The Four Basic Parameters of a Star • Luminosity • Size • Mass • Surface Temperature To infer these parameters, we need to know the distance!
Luminosity and Apparent Brightness • Luminosity is the measure of energy radiated by a star per second over all wavelengths. (Cf. Visual Luminosity) • Luminosity depends both on temperature and surface area. • This cannot be determined by direct observation. • Apparent brightness is the amount of energy coming from the star per square meter per second, as measured on Earth. (cf. Flux) • This can be determined by direct observation.

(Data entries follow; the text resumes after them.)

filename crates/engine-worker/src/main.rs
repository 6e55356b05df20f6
//! Human-versus-engine chess on the command line.
//!
//! Reads one command per line from stdin and writes every event as a JSON
//! line to stdout. Logs go to stderr.

use std::str::FromStr;
use std::time::Duration;

use chess_core::{Color, Move, TimeControl};
use engine_worker::{Config, EngineSpec, Session, SessionError, SessionStatus};
use serde::Serialize;
use tokio::io::{AsyncBufReadExt, BufReader};
use tokio::sync::mpsc;
use tracing::{error, info, warn};

#[derive(Debug, Clone, PartialEq)]
enum CliCommand {
    Move(Move),
    PlayNow,
    Analyze,
    Stop,
    View(usize),
    Root,
    Live,
    New,
    Fen(String),
    Load(EngineSpec),
    Settings(TimeControl, Color),
    Resign,
    Status,
    Quit,
}

impl FromStr for CliCommand {
    type Err = String;

    fn from_str(line: &str) -> Result<Self, Self::Err> {
        let mut tokens = line.split_whitespace();
        let command = tokens.next().ok_or("empty command")?;
        let rest: Vec<&str> = tokens.collect();

        let parsed = match command {
            "move" => {
                let mv = rest.first().ok_or("usage: move <uci>")?;
                CliCommand::Move(mv.parse().map_err(|e| format!("{e}"))?)
            }
            "go" => CliCommand::PlayNow,
            "analyze" => CliCommand::Analyze,
            "stop" => CliCommand::Stop,
            "view" => {
                let index = rest
                    .first()
                    .and_then(|n| n.parse().ok())
                    .ok_or("usage: view <index>")?;
                CliCommand::View(index)
            }
            "root" => CliCommand::Root,
            "live" => CliCommand::Live,
            "new" => CliCommand::New,
            "fen" if !rest.is_empty() => CliCommand::Fen(rest.join(" ")),
            "fen" => return Err("usage: fen <FEN>".into()),
            "load" => {
                let (path, args) = rest.split_first().ok_or("usage: load <path> [args...]")?;
                CliCommand::Load(EngineSpec::new(*path).with_args(args.iter().copied()))
            }
            "settings" => parse_settings(&rest)?,
            "resign" => CliCommand::Resign,
            "status" => CliCommand::Status,
            "quit" | "exit" => CliCommand::Quit,
            other => match other.parse::<Move>() {
                Ok(mv) if rest.is_empty() => CliCommand::Move(mv),
                _ => return Err(format!("unknown command: {other}")),
            },
        };
        Ok(parsed)
    }
}

/// `settings <minutes> <increment secs> <engine color>`
fn parse_settings(args: &[&str]) -> Result<CliCommand, String> {
    const USAGE: &str = "usage: settings <minutes> <increment secs> <white|black>";
    let [minutes, increment, color] = args else {
        return Err(USAGE.into());
    };
    let minutes: f64 = minutes.parse().map_err(|_| USAGE)?;
    let increment: f64 = increment.parse().map_err(|_| USAGE)?;
    if !(minutes.is_finite() && increment.is_finite() && minutes > 0.0 && increment >= 0.0) {
        return Err(USAGE.into());
    }
    let color = Color::from_str(color).map_err(|_| USAGE)?;
    Ok(CliCommand::Settings(
        TimeControl::new(
            Duration::from_secs_f64(minutes * 60.0),
            Duration::from_secs_f64(increment),
        ),
        color,
    ))
}

/// Non-event output.
#[derive(Serialize)]
#[serde(tag = "type", rename_all = "snake_case")]
enum Reply {
    Status(SessionStatus),
    Error { message: String },
}

fn emit<T: Serialize>(value: &T) {
    match serde_json::to_string(value) {
        Ok(line) => println!("{line}"),
        Err(e) => error!(error = %e, "Failed to serialize output"),
    }
}

fn report(result: Result<(), SessionError>) {
    if let Err(e) = result {
        emit(&Reply::Error {
            message: e.to_string(),
        });
    }
}

/// Returns false when the session should end.
fn dispatch(session: &mut Session, command: CliCommand) -> bool {
    match command {
        CliCommand::Move(mv) => report(session.submit_move(mv)),
        CliCommand::PlayNow => report(session.play_move_now()),
        CliCommand::Analyze => report(session.start_analysis().map(|_| ())),
        CliCommand::Stop => session.stop_analysis(),
        CliCommand::View(index) => report(session.view(index)),
        CliCommand::Root => session.view_root(),
        CliCommand::Live => session.return_to_live(),
        CliCommand::New => report(session.new_game()),
        CliCommand::Fen(fen) => report(session.new_game_from_fen(&fen)),
        CliCommand::Load(spec) => {
            let id = session.load_engine(spec);
            info!(engine = %id, "Loading engine");
        }
        CliCommand::Settings(time_control, color) => {
            report(session.apply_settings(time_control, color))
        }
        CliCommand::Resign => report(session.resign()),
        CliCommand::Status => emit(&Reply::Status(session.status())),
        CliCommand::Quit => return false,
    }
    true
}

#[tokio::main]
async fn main() -> anyhow::Result<()> {
    // Logs on stderr; stdout carries only JSON lines
    tracing_subscriber::fmt()
        .with_env_filter(
            tracing_subscriber::EnvFilter::try_from_default_env()
                .unwrap_or_else(|_| tracing_subscriber::EnvFilter::new("info")),
        )
        .with_writer(std::io::stderr)
        .init();

    // Load .env file for local dev
    let _ = dotenvy::dotenv();

    let config = Config::load()?;
    let engine = config.engine.clone();
    let mut session = Session::new(config)?;
    session.load_engine(engine);

    let (tx, mut commands) = mpsc::channel::<String>(32);
    tokio::spawn(async move {
        let mut lines = BufReader::new(tokio::io::stdin()).lines();
        loop {
            match lines.next_line().await {
                Ok(Some(line)) => {
                    if tx.send(line).await.is_err() {
                        break;
                    }
                }
                Ok(None) => break,
                Err(e) => {
                    warn!(error = %e, "Failed to read stdin");
                    break;
                }
            }
        }
    });

    info!("Ready for commands");

    loop {
        tokio::select! {
            line = commands.recv() => {
                let Some(line) = line else {
                    info!("Input closed");
                    break;
                };
                let line = line.trim();
                if line.is_empty() {
                    continue;
                }
                match line.parse::<CliCommand>() {
                    Ok(command) => {
                        if !dispatch(&mut session, command) {
                            break;
                        }
                    }
                    Err(message) => emit(&Reply::Error { message }),
                }
            }
            event = session.next_event() => match event {
                Some(event) => emit(&event),
                None => break,
            },
            _ = tokio::signal::ctrl_c() => {
                info!("Interrupted");
                break;
            }
        }
    }

    session.shutdown().await;
    Ok(())
}
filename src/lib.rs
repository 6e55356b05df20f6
//! Workspace-level integration tests live under `tests/`.
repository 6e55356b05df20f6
//! UCI line framing: commands we send and the engine messages we understand.
//! Anything else the engine prints is ignored.

use std::fmt;

use chess_core::{Color, Move, Position};
use serde::Serialize;

/// Evaluation from the side to move's point of view.
#[derive(Debug, Clone, Copy, PartialEq, Eq, Serialize)]
#[serde(tag = "kind", content = "value", rename_all = "snake_case")]
pub enum Score {
    Cp(i32),
    /// Mate in N moves (negative = side to move gets mated)
    Mate(i32),
}

impl Score {
    /// Re-express a side-to-move score from White's point of view.
    pub fn white_pov(self, side_to_move: Color) -> Self {
        if side_to_move.is_white() {
            return self;
        }
        match self {
            Score::Cp(cp) => Score::Cp(-cp),
            Score::Mate(n) => Score::Mate(-n),
        }
    }
}

/// One parsed `info` line.
#[derive(Debug, Clone, Default, PartialEq, Eq, Serialize)]
pub struct AnalysisResult {
    pub depth: Option<u32>,
    pub score: Option<Score>,
    /// Principal variation
    pub pv: Vec<Move>,
    pub best_move: Option<Move>,
}

#[derive(Debug, Clone, PartialEq, Eq)]
pub enum EngineMessage {
    Id { name: String },
    Option { name: String },
    UciOk,
    ReadyOk,
    Info(AnalysisResult),
    /// `best` is `None` for `bestmove (none)`
    BestMove { best: Option<Move>, ponder: Option<Move> },
}

/// Parse one line of engine output. Unknown or malformed lines yield `None`.
pub fn parse_line(line: &str) -> Option<EngineMessage> {
    let mut tokens = line.split_whitespace();
    match tokens.next()? {
        "uciok" => Some(EngineMessage::UciOk),
        "readyok" => Some(EngineMessage::ReadyOk),
        "id" => match tokens.next()? {
            "name" => Some(EngineMessage::Id {
                name: tokens.collect::<Vec<_>>().join(" "),
            }),
            _ => None,
        },
        "option" => parse_option(tokens),
        "info" => parse_info(tokens).map(EngineMessage::Info),
        "bestmove" => {
            let best = tokens.next()?.parse().ok();
            let ponder = match tokens.next() {
                Some("ponder") => tokens.next().and_then(|m| m.parse().ok()),
                _ => None,
            };
            Some(EngineMessage::BestMove { best, ponder })
        }
        _ => None,
    }
}

/// `option name <Name with spaces> type ...`
fn parse_option<'a>(mut tokens: impl Iterator<Item = &'a str>) -> Option<EngineMessage> {
    if tokens.next()? != "name" {
        return None;
    }
    let name = tokens
        .take_while(|t| *t != "type")
        .collect::<Vec<_>>()
        .join(" ");
    if name.is_empty() {
        return None;
    }
    Some(EngineMessage::Option { name })
}

/// Lines without a score or a PV (currmove, string, hashfull...) are dropped.
fn parse_info<'a>(tokens: impl Iterator<Item = &'a str>) -> Option<AnalysisResult> {
    let mut result = AnalysisResult::default();
    let mut tokens = tokens.peekable();

    while let Some(token) = tokens.next() {
        match token {
            "depth" => result.depth = tokens.next().and_then(|d| d.parse().ok()),
            "score" => {
                let kind = tokens.next();
                let value = tokens.next().and_then(|v| v.parse().ok());
                result.score = match (kind, value) {
                    (Some("cp"), Some(cp)) => Some(Score::Cp(cp)),
                    (Some("mate"), Some(n)) => Some(Score::Mate(n)),
                    _ => result.score,
                };
            }
            "pv" => {
                // PV runs until the first token that is not a move
                while let Some(mv) = tokens.peek().and_then(|t| t.parse::<Move>().ok()) {
                    result.pv.push(mv);
                    tokens.next();
                }
            }
            "string" => break,
            _ => {}
        }
    }

    if result.score.is_none() && result.pv.is_empty() {
        return None;
    }
    result.best_move = result.pv.first().copied();
    Some(result)
}

/// Search limits for `go`.
#[derive(Debug, Clone, Copy, PartialEq, Eq)]
pub enum GoMode {
    /// Clock-driven search; all values in milliseconds.
    Timed {
        wtime: u64,
        btime: u64,
        winc: u64,
        binc: u64,
    },
    Infinite,
}

#[derive(Debug, Clone, PartialEq, Eq)]
pub enum Command {
    Uci,
    IsReady,
    UciNewGame,
    SetOption { name: String, value: String },
    Position { fen: String, moves: Vec<Move> },
    Go(GoMode),
    Stop,
    Quit,
}

impl Command {
    pub fn position(position: &Position) -> Self {
        Command::Position {
            fen: position.root_fen().to_string(),
            moves: position.moves().to_vec(),
        }
    }
}

impl fmt::Display for Command {
    fn fmt(&self, f: &mut fmt::Formatter<'_>) -> fmt::Result {
        match self {
            Command::Uci => f.write_str("uci"),
            Command::IsReady => f.write_str("isready"),
            Command::UciNewGame => f.write_str("ucinewgame"),
            Command::SetOption { name, value } => {
                write!(f, "setoption name {name} value {value}")
            }
            Command::Position { fen, moves } => {
                write!(f, "position fen {fen}")?;
                if !moves.is_empty() {
                    f.write_str(" moves")?;
                    for mv in moves {
                        write!(f, " {mv}")?;
                    }
                }
                Ok(())
            }
            Command::Go(GoMode::Timed {
                wtime,
                btime,
                winc,
                binc,
            }) => write!(f, "go wtime {wtime} btime {btime} winc {winc} binc {binc}"),
            Command::Go(GoMode::Infinite) => f.write_str("go infinite"),
            Command::Stop => f.write_str("stop"),
            Command::Quit => f.write_str("quit"),
        }
    }
}

#[cfg(test)]
mod tests {
    use super::*;

    fn mv(s: &str) -> Move {
        s.parse().unwrap()
    }

    #[test]
    fn test_parse_cp() {
        let line = "info depth 20 seldepth 25 multipv 1 score cp 35 nodes 100000 pv e2e4";
        let Some(EngineMessage::Info(info)) = parse_line(line) else {
            panic!("expected info");
        };
        assert_eq!(info.depth, Some(20));
        assert_eq!(info.score, Some(Score::Cp(35)));
        assert_eq!(info.best_move, Some(mv("e2e4")));
    }

    #[test]
    fn test_parse_mate() {
        let line = "info depth 20 score mate -3 nodes 100000 pv e2e4";
        let Some(EngineMessage::Info(info)) = parse_line(line) else {
            panic!("expected info");
        };
        assert_eq!(info.score, Some(Score::Mate(-3)));
    }

    #[test]
    fn test_parse_pv() {
        let line = "info depth 20 score cp 35 lowerbound pv e2e4 e7e5 g1f3";
        let Some(EngineMessage::Info(info)) = parse_line(line) else {
            panic!("expected info");
        };
        assert_eq!(info.pv, vec![mv("e2e4"), mv("e7e5"), mv("g1f3")]);
    }

    #[test]
    fn test_pv_stops_at_next_keyword() {
        let line = "info score cp 10 pv d2d4 d7d5 bmc 0.5";
        let Some(EngineMessage::Info(info)) = parse_line(line) else {
            panic!("expected info");
        };
        assert_eq!(info.pv.len(), 2);
    }

    #[test]
    fn test_info_without_score_or_pv_is_ignored() {
        assert_eq!(parse_line("info depth 5 currmove e2e4 currmovenumber 1"), None);
        assert_eq!(parse_line("info string NNUE evaluation enabled"), None);
    }

    #[test]
    fn test_parse_bestmove() {
        assert_eq!(
            parse_line("bestmove e2e4 ponder e7e5"),
            Some(EngineMessage::BestMove {
                best: Some(mv("e2e4")),
                ponder: Some(mv("e7e5")),
            })
        );
        assert_eq!(
            parse_line("bestmove (none)"),
            Some(EngineMessage::BestMove {
                best: None,
                ponder: None
            })
        );
        assert_eq!(parse_line("bestmove"), None);
    }

    #[test]
    fn test_parse_handshake_lines() {
        assert_eq!(
            parse_line("id name Stockfish 17.1"),
            Some(EngineMessage::Id {
                name: "Stockfish 17.1".into()
            })
        );
        assert_eq!(parse_line("id author the authors"), None);
        assert_eq!(
            parse_line("option name Clear Hash type button"),
            Some(EngineMessage::Option {
                name: "Clear Hash".into()
            })
        );
        assert_eq!(parse_line("uciok"), Some(EngineMessage::UciOk));
        assert_eq!(parse_line("  readyok  "), Some(EngineMessage::ReadyOk));
    }

    #[test]
    fn test_garbage_is_ignored() {
        assert_eq!(parse_line(""), None);
        assert_eq!(parse_line("copyprotection ok"), None);
        assert_eq!(parse_line("info score cp notanumber"), None);
    }

    #[test]
    fn test_format_commands() {
        assert_eq!(
            Command::SetOption {
                name: "Hash".into(),
                value: "5734".into()
            }
            .to_string(),
            "setoption name Hash value 5734"
        );
        assert_eq!(
            Command::Go(GoMode::Timed {
                wtime: 60_000,
                btime: 59_500,
                winc: 1_000,
                binc: 1_000
            })
            .to_string(),
            "go wtime 60000 btime 59500 winc 1000 binc 1000"
        );
        assert_eq!(Command::Go(GoMode::Infinite).to_string(), "go infinite");
    }

    #[test]
    fn test_format_position() {
        let fen = chess_core::STANDARD_START_FEN.to_string();
        let start = Command::Position {
            fen: fen.clone(),
            moves: vec![],
        };
        assert_eq!(start.to_string(), format!("position fen {fen}"));

        let played = Command::Position {
            fen: fen.clone(),
            moves: vec![mv("e2e4"), mv("e7e5")],
        };
        assert_eq!(played.to_string(), format!("position fen {fen} moves e2e4 e7e5"));
    }

    #[test]
    fn test_white_pov() {
        assert_eq!(Score::Cp(30).white_pov(Color::Black), Score::Cp(-30));
        assert_eq!(Score::Mate(2).white_pov(Color::White), Score::Mate(2));
    }
}
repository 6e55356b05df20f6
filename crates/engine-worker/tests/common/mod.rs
//! Shared helpers for engine-worker integration tests

#![allow(dead_code)]

use std::time::Duration;

use chess_core::{Color, Position, RulesEngine, ShakmatyRules, TimeControl, STANDARD_START_FEN};
use engine_worker::events::{self, EventReceiver};
use engine_worker::{
    Config, EngineEvent, EngineHandle, EngineId, EngineOptions, EngineSpec, EngineTimeouts, Event,
    SearchCoordinator, Session,
};
use tokio::time::timeout;

/// Upper bound on waiting for any single event
pub const T_EVENT: Duration = Duration::from_secs(5);

/// Scripted engine in the given mode (`normal`, `stubborn`, `mute`, `crash`)
pub fn fake_engine(mode: &str) -> EngineSpec {
    EngineSpec::new(env!("CARGO_BIN_EXE_fake-uci")).with_args(["--mode", mode])
}

/// Normal scripted engine that takes `millis` to answer a timed search
/// unless stopped first
pub fn thinking_engine(millis: u64) -> EngineSpec {
    EngineSpec::new(env!("CARGO_BIN_EXE_fake-uci")).with_args([
        "--mode".to_string(),
        "normal".to_string(),
        "--think".to_string(),
        millis.to_string(),
    ])
}

pub fn fast_timeouts() -> EngineTimeouts {
    EngineTimeouts {
        handshake: Duration::from_secs(2),
        ready: Duration::from_secs(2),
        stop: Duration::from_millis(300),
        quit: Duration::from_millis(500),
    }
}

pub fn small_options() -> EngineOptions {
    EngineOptions::derive(64, 1)
}

pub fn start_position() -> Position {
    ShakmatyRules
        .root(STANDARD_START_FEN)
        .expect("start position")
        .position
}

pub fn config(engine_color: Color, time_control: TimeControl) -> Config {
    Config {
        engine: fake_engine("normal"),
        engine_color,
        time_control,
        tick_interval: Duration::from_millis(30),
        timeouts: fast_timeouts(),
    }
}

/// Next engine notification from the bus.
pub async fn next_engine_event(rx: &mut EventReceiver) -> (EngineId, EngineEvent) {
    let event = timeout(T_EVENT, rx.recv())
        .await
        .expect("timed out waiting for engine event")
        .expect("event bus closed");
    match event {
        Event::Engine { engine, event } => (engine, event),
        other => panic!("unexpected event {other:?}"),
    }
}

/// Drain engine notifications, feeding each to `coordinator`, until one
/// matches `pred`.
pub async fn wait_for(
    coordinator: &mut SearchCoordinator,
    rx: &mut EventReceiver,
    pred: impl Fn(&EngineEvent) -> bool,
) -> EngineEvent {
    loop {
        let (_, event) = next_engine_event(rx).await;
        coordinator.observe(&event);
        if pred(&event) {
            return event;
        }
    }
}

/// Launch an engine and wait until it has loaded.
pub async fn launch(spec: EngineSpec) -> (SearchCoordinator, EventReceiver, EngineHandle) {
    let (tx, mut rx) = events::channel();
    let mut coordinator =
        SearchCoordinator::launch(EngineId(1), spec, fast_timeouts(), small_options(), tx);
    let event = wait_for(&mut coordinator, &mut rx, |e| {
        matches!(e, EngineEvent::Loaded(_) | EngineEvent::LoadFailed { .. })
    })
    .await;
    let EngineEvent::Loaded(handle) = event else {
        panic!("engine failed to load: {event:?}");
    };
    (coordinator, rx, handle)
}

/// Next event the session presents.
pub async fn next_session_event(session: &mut Session) -> Event {
    timeout(T_EVENT, session.next_event())
        .await
        .expect("timed out waiting for session event")
        .expect("event bus closed")
}

/// Pull session events until one matches `pred`.
pub async fn session_wait_for(session: &mut Session, pred: impl Fn(&Event) -> bool) -> Event {
    loop {
        let event = next_session_event(session).await;
        if pred(&event) {
            return event;
        }
    }
}
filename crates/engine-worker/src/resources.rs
//! Engine options derived from host resources

use serde::Serialize;
use sysinfo::System;

const BYTES_PER_MB: u64 = 1024 * 1024;

/// Share of available memory handed to the engine's hash table, in percent.
const HASH_PERCENT: u64 = 70;

#[derive(Debug, Clone, Copy, PartialEq, Eq, Serialize)]
pub struct EngineOptions {
    /// Transposition table size in MB
    pub hash_mb: u64,
    pub threads: usize,
}

impl EngineOptions {
    /// hash = floor(70% of available MB), threads = logical cores (at least 1).
    pub fn derive(available_mb: u64, logical_cores: usize) -> Self {
        Self {
            hash_mb: available_mb * HASH_PERCENT / 100,
            threads: logical_cores.max(1),
        }
    }

    pub fn from_host() -> Self {
        let mut sys = System::new();
        sys.refresh_memory();
        Self::derive(sys.available_memory() / BYTES_PER_MB, num_cpus::get())
    }

    /// `(name, value)` pairs in the order they are sent.
    pub fn as_uci_options(&self) -> [(&'static str, String); 2] {
        [
            ("Hash", self.hash_mb.to_string()),
            ("Threads", self.threads.to_string()),
        ]
    }
}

(cont’d) • Luminosity is an intrinsic property of a star, while apparent brightness depends on the distance to the observer. • Luminosity is how bright a star really is, while apparent brightness is how bright a star appears to an observer.
Distances by Triangulation We can measure distances by comparing the position of objects observed from two ends of the “baseline” of a triangle.
Parallax • Hold your thumb up, steadily in front of you. • Move your head from side to side and note the shift of your thumb with respect to background objects—this angular shift is called parallax. • Now look at your thumb while keeping your head steady but first closing one eye then the other. • Move your thumb closer to you—does it shift more or less with respect to the background?
Stereovision • You use parallax constantly to estimate distances. • Close your eyes. Have a neighbor dangle a pen in front of you, then open just one eye. Without moving your head, bring your hand in from the side and try to touch the pencil with just the tip of another pen. • Your brain processes the information from each eye and compares the angles to allow you to judge distances.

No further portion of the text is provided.